AIM OF THE EXERCISE
Using the data below, copy each line that includes the word "pipeline".

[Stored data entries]
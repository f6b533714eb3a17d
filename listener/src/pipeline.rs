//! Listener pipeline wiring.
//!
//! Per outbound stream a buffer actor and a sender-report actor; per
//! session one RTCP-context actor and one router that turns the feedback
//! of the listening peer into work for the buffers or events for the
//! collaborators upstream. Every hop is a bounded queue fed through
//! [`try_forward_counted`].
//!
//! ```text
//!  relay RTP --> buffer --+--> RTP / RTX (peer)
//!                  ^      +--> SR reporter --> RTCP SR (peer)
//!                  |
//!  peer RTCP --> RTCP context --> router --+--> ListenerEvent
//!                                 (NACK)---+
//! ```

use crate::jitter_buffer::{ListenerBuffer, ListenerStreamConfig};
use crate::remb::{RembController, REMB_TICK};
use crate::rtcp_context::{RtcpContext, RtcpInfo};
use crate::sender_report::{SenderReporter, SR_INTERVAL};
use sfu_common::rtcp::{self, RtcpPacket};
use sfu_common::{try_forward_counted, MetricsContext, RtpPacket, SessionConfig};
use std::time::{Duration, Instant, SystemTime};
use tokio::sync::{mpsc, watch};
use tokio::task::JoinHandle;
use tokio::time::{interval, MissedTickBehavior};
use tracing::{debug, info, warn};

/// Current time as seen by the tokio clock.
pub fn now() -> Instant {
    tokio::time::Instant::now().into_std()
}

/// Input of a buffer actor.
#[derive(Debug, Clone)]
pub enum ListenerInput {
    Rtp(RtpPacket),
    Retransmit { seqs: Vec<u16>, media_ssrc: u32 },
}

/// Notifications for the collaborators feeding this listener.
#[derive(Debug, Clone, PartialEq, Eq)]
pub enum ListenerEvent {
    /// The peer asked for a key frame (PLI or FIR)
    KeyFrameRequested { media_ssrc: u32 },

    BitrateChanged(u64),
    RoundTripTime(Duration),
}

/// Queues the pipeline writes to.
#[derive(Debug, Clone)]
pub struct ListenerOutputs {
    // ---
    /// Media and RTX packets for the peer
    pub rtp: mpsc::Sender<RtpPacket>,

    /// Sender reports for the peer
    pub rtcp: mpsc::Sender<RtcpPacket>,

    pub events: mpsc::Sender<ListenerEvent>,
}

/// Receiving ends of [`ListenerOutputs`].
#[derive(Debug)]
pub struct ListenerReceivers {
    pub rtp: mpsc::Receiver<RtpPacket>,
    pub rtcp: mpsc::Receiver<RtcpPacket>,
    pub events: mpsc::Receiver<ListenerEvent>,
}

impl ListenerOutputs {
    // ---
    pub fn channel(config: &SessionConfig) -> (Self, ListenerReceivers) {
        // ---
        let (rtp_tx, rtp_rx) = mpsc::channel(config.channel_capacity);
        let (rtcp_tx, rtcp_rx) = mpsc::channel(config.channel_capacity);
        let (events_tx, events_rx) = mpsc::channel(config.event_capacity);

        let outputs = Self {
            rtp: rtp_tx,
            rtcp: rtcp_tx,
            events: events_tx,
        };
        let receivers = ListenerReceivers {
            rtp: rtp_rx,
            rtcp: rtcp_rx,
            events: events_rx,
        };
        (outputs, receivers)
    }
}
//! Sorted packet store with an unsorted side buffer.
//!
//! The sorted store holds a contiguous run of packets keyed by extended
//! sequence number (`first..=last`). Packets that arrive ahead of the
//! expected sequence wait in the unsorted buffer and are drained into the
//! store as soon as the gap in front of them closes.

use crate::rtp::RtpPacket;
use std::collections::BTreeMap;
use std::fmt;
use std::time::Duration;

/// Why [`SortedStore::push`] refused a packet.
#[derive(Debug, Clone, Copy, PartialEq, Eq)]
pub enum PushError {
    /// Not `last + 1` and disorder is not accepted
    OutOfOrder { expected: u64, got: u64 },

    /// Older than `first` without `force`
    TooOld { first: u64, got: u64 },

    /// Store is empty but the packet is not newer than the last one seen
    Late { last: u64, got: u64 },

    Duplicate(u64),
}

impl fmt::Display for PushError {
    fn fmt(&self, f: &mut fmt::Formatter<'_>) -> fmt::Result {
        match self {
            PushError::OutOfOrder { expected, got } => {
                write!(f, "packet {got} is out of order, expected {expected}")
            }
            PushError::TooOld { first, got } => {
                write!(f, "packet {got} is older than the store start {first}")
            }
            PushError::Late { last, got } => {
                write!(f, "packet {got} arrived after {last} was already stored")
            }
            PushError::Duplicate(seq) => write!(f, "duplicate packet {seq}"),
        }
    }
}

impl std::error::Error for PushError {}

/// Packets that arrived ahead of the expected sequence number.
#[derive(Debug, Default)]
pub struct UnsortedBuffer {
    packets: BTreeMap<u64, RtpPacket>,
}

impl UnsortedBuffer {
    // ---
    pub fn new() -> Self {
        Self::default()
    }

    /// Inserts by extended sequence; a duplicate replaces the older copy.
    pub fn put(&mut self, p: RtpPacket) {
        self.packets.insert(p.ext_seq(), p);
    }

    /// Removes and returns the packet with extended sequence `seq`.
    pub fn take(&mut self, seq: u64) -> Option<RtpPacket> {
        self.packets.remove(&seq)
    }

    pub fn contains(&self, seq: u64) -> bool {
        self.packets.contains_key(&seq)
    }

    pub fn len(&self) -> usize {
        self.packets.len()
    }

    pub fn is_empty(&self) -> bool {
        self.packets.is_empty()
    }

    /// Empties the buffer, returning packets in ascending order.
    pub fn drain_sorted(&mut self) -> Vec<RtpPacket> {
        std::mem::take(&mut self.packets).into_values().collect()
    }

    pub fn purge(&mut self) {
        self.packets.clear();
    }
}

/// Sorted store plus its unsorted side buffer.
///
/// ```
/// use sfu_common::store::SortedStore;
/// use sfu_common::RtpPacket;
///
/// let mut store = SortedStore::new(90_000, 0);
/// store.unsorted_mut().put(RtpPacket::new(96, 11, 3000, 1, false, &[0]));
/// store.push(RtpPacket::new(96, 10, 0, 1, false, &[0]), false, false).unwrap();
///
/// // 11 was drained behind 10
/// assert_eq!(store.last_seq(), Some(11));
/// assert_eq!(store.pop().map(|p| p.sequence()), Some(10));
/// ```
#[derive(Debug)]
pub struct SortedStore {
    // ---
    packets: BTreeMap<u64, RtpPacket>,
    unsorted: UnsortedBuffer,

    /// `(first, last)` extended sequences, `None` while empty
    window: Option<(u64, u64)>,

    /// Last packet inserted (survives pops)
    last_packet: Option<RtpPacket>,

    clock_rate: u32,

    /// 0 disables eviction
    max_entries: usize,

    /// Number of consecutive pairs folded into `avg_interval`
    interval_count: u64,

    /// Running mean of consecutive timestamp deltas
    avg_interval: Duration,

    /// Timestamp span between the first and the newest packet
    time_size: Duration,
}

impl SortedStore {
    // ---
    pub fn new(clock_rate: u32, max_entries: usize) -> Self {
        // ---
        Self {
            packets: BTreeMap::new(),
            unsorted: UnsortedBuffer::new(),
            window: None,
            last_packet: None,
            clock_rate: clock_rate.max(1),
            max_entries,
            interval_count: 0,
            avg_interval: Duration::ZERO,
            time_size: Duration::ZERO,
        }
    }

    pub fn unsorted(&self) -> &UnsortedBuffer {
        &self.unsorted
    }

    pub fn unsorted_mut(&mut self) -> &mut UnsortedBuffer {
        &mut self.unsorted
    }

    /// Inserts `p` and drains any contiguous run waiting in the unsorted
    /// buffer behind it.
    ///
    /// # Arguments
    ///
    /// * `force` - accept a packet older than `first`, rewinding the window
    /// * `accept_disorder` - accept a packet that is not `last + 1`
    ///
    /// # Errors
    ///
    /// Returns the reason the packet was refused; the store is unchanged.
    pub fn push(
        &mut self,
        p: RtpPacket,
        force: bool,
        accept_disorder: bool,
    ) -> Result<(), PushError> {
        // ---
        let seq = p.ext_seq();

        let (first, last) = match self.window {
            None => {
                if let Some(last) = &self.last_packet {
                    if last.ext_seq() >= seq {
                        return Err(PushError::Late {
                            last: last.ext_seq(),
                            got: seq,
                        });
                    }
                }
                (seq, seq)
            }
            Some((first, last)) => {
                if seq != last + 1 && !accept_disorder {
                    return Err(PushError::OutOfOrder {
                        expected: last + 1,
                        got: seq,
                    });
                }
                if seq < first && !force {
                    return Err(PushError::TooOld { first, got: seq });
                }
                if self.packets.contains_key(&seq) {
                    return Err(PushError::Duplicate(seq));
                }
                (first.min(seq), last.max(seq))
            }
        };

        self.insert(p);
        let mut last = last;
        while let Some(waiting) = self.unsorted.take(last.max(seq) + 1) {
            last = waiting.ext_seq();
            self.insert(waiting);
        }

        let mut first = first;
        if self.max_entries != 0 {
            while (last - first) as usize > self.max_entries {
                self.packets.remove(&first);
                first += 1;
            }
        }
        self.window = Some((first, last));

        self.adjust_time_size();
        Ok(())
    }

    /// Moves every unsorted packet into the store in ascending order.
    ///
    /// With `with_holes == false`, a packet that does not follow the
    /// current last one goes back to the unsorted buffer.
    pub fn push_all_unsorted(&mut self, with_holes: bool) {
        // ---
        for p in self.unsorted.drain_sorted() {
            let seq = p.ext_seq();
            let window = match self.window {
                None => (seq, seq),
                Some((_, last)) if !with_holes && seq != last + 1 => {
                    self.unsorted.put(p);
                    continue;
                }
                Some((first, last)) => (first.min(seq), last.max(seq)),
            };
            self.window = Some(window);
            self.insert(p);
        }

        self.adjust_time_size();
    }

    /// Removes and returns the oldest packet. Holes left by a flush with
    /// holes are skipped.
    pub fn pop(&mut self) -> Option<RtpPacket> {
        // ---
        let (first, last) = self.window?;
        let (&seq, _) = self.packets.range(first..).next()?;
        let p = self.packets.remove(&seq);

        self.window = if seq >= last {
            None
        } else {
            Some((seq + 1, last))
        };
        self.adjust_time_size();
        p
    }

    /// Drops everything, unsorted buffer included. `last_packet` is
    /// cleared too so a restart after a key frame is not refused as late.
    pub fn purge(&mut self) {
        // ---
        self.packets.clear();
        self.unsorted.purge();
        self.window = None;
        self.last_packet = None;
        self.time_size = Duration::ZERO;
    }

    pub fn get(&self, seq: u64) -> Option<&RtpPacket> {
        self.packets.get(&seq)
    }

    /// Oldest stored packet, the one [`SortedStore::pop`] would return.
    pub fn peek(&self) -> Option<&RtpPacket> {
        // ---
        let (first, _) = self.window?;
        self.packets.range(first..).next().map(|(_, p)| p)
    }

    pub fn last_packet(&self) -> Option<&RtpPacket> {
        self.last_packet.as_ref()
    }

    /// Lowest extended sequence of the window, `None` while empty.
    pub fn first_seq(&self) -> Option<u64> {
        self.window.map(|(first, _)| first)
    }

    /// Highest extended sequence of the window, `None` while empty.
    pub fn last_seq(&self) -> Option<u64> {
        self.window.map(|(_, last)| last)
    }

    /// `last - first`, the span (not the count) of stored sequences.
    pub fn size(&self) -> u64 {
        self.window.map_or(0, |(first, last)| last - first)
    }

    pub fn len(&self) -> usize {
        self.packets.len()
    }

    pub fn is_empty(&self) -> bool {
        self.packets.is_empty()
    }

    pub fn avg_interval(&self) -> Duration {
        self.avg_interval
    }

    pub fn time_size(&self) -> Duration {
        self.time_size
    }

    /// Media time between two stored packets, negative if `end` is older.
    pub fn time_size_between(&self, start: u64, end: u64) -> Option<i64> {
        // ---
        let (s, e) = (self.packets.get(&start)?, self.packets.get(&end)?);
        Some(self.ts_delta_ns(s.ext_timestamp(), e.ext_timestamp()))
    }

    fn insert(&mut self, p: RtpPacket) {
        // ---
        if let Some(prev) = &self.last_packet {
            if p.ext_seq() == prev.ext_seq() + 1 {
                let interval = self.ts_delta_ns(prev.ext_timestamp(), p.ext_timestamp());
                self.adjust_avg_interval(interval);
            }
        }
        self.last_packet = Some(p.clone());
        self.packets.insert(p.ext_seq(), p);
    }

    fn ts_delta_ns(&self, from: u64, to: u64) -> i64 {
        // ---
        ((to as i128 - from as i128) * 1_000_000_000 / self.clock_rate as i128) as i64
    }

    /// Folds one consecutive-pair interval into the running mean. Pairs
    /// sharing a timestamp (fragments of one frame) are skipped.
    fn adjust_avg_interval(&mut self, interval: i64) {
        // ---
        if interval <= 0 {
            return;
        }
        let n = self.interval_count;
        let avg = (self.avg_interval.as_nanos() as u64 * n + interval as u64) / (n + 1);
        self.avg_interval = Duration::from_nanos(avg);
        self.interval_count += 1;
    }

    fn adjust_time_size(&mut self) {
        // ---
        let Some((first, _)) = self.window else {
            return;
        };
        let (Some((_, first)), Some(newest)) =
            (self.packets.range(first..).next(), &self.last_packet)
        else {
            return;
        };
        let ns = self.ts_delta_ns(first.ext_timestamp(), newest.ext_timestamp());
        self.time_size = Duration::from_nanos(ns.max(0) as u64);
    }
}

SOLUTION TO THIS PROBLEM
filename listener/src/pipeline.rs
//! Listener pipeline wiring.
/// Queues the pipeline writes to.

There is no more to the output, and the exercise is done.